BEGIN Material for the task

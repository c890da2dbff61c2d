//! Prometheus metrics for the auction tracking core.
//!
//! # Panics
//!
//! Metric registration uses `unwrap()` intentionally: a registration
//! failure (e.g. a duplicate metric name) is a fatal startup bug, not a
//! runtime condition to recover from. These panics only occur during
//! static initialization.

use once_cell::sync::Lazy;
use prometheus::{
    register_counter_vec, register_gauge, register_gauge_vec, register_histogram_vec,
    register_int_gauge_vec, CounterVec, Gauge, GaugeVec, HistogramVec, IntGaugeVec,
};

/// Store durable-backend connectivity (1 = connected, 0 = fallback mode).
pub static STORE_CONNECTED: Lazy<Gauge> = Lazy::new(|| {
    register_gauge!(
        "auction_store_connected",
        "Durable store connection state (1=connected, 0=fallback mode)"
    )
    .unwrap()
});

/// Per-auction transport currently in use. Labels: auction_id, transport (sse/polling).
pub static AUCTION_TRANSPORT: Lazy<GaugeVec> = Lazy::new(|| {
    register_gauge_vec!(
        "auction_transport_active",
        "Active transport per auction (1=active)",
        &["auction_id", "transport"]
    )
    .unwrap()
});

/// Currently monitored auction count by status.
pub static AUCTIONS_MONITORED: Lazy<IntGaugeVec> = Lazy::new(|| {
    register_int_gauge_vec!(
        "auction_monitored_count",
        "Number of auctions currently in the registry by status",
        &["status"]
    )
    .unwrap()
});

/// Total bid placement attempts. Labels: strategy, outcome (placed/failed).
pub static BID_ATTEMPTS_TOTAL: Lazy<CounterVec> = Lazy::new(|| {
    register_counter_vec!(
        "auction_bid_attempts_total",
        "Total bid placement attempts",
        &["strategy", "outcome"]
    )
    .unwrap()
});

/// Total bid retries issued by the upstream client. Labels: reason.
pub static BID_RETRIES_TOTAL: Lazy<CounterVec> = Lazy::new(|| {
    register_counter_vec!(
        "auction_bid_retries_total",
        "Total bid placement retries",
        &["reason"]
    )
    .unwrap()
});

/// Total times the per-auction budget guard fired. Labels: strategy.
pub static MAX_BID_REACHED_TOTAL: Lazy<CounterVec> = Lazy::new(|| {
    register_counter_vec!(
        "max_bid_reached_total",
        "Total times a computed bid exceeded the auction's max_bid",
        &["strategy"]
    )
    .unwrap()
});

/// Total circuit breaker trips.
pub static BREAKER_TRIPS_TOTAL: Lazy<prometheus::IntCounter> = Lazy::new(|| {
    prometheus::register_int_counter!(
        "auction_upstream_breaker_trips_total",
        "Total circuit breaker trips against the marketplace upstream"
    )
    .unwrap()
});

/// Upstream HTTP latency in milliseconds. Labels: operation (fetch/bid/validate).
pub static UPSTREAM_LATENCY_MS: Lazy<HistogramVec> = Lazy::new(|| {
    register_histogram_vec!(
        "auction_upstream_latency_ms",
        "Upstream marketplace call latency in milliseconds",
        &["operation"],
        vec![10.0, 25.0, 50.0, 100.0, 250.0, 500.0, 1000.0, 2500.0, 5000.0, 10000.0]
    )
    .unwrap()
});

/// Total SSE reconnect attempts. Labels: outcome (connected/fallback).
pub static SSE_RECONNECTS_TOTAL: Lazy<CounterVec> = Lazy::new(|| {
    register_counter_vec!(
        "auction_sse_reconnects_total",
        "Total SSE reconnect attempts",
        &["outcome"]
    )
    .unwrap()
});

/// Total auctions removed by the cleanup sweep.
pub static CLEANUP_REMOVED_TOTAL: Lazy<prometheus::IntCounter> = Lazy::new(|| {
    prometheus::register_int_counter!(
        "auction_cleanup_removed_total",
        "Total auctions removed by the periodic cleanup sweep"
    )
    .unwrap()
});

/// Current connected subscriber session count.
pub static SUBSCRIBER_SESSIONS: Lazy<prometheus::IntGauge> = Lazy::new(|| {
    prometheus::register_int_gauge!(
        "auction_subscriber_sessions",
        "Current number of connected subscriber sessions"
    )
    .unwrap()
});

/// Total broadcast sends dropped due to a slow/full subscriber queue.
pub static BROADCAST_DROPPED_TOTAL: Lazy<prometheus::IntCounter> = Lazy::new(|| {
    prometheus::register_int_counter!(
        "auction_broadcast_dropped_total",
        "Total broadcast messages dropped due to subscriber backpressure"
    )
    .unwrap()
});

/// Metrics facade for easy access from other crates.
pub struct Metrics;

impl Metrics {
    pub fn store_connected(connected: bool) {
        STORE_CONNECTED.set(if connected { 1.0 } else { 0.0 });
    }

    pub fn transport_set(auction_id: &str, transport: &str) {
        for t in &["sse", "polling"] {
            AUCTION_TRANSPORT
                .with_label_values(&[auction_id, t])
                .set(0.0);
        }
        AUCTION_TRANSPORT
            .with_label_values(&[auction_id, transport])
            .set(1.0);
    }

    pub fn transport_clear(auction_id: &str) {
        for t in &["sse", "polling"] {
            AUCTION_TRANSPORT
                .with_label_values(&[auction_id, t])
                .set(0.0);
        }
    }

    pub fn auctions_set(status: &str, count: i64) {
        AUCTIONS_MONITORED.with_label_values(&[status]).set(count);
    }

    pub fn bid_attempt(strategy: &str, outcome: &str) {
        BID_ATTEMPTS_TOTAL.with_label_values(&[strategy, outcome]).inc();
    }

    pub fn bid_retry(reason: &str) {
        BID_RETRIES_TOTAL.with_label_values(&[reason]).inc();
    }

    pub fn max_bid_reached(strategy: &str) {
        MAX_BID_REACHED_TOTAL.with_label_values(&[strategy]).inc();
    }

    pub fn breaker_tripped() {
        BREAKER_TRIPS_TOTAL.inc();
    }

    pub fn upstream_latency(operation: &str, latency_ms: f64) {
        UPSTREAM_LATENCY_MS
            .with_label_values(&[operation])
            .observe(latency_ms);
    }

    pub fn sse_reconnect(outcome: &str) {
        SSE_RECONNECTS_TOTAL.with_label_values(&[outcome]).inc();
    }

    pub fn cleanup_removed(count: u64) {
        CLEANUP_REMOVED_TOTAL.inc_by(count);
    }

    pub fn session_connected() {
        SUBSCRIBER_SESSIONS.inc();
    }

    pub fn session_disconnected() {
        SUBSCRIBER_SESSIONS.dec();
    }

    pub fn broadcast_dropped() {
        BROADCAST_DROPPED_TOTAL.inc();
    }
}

END Material for the task
BEGIN Material for the task

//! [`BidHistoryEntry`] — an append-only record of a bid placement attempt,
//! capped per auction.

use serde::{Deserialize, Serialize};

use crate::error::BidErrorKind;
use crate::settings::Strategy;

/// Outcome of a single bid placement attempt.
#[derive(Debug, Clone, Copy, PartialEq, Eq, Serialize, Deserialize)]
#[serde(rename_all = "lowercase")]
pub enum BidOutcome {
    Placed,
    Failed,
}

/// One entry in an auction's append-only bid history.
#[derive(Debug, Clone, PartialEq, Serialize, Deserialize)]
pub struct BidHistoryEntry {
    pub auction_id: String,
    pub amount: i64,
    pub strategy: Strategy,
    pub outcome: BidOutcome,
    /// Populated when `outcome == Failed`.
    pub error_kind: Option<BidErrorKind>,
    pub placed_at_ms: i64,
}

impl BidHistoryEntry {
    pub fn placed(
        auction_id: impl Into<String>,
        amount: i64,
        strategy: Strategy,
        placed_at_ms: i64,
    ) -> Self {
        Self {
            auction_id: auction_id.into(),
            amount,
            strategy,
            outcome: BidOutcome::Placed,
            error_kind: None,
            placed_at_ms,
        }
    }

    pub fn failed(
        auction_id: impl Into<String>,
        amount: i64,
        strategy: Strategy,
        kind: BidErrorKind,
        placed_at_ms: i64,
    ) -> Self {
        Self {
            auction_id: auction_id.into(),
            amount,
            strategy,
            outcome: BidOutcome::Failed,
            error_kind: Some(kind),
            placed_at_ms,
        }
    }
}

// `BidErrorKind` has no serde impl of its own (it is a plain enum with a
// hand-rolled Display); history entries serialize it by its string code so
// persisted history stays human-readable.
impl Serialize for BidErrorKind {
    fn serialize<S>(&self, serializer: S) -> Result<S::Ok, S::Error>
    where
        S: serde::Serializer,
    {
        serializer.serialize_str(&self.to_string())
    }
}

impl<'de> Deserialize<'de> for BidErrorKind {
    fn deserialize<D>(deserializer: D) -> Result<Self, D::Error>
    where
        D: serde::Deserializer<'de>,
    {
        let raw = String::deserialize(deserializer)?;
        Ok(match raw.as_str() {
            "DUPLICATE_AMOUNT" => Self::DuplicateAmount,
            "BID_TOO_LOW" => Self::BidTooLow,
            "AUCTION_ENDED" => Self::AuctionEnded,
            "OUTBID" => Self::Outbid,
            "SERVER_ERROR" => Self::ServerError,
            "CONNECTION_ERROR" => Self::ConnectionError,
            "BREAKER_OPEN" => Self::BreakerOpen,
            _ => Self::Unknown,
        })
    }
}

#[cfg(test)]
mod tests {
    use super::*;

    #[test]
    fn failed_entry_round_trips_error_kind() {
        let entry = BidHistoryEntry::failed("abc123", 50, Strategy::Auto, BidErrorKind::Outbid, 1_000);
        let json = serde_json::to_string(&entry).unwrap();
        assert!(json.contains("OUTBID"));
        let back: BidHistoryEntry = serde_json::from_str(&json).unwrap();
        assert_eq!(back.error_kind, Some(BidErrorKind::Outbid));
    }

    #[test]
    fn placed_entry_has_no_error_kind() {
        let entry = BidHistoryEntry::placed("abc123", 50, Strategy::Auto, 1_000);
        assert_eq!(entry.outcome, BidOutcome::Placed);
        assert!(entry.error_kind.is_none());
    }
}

END Material for the task
BEGIN Material for the task

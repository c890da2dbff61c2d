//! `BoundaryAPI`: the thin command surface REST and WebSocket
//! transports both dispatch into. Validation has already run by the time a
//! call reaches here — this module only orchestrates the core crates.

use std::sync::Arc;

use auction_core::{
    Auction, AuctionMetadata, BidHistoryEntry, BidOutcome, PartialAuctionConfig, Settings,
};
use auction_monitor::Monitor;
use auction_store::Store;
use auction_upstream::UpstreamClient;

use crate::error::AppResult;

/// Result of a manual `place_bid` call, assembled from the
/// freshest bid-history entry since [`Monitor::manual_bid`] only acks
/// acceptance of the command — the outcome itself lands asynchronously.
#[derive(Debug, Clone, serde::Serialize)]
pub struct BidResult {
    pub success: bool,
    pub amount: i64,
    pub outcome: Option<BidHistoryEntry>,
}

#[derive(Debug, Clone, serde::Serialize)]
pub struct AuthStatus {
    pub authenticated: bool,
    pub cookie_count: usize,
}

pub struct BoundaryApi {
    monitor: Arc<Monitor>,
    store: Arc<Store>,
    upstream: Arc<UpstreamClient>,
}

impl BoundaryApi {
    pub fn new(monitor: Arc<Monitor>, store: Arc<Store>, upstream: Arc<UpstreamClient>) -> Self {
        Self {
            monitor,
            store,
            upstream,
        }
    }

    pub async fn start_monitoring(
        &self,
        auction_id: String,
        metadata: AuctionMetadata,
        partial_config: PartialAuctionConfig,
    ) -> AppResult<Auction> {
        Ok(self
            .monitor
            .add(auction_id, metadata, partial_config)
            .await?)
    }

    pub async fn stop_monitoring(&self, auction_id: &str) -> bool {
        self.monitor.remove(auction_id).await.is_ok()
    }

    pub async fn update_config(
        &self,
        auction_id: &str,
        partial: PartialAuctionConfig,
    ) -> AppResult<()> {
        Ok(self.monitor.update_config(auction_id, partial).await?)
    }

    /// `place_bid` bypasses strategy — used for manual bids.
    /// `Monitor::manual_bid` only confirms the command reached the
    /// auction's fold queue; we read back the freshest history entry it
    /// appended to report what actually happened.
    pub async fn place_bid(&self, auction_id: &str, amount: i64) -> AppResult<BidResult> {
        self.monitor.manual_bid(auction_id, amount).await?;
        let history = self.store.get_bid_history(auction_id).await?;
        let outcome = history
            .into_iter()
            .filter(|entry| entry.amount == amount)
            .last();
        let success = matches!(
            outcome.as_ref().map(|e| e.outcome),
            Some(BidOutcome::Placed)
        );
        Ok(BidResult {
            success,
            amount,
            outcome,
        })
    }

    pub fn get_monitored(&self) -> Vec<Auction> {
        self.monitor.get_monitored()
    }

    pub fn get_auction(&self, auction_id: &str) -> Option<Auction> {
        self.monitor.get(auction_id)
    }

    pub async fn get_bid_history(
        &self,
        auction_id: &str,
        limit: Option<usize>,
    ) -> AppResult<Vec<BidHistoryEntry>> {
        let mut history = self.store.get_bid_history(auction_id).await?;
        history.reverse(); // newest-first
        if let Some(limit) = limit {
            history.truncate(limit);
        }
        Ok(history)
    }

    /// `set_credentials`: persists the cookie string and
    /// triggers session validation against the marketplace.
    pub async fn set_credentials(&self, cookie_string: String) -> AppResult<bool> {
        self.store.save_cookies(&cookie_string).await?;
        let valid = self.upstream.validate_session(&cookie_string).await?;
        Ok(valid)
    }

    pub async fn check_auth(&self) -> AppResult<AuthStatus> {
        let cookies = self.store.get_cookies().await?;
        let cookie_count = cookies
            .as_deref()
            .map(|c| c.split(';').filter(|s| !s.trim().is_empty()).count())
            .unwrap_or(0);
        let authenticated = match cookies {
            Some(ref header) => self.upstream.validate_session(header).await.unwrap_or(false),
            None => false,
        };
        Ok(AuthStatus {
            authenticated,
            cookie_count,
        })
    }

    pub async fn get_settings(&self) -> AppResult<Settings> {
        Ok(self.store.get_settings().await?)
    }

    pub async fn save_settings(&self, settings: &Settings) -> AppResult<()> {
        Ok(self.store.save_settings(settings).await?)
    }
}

END Material for the task

- About this task
Check each line of the data above for the word "bool". Report how many lines have it, and nothing else.

- Solution to this problem
5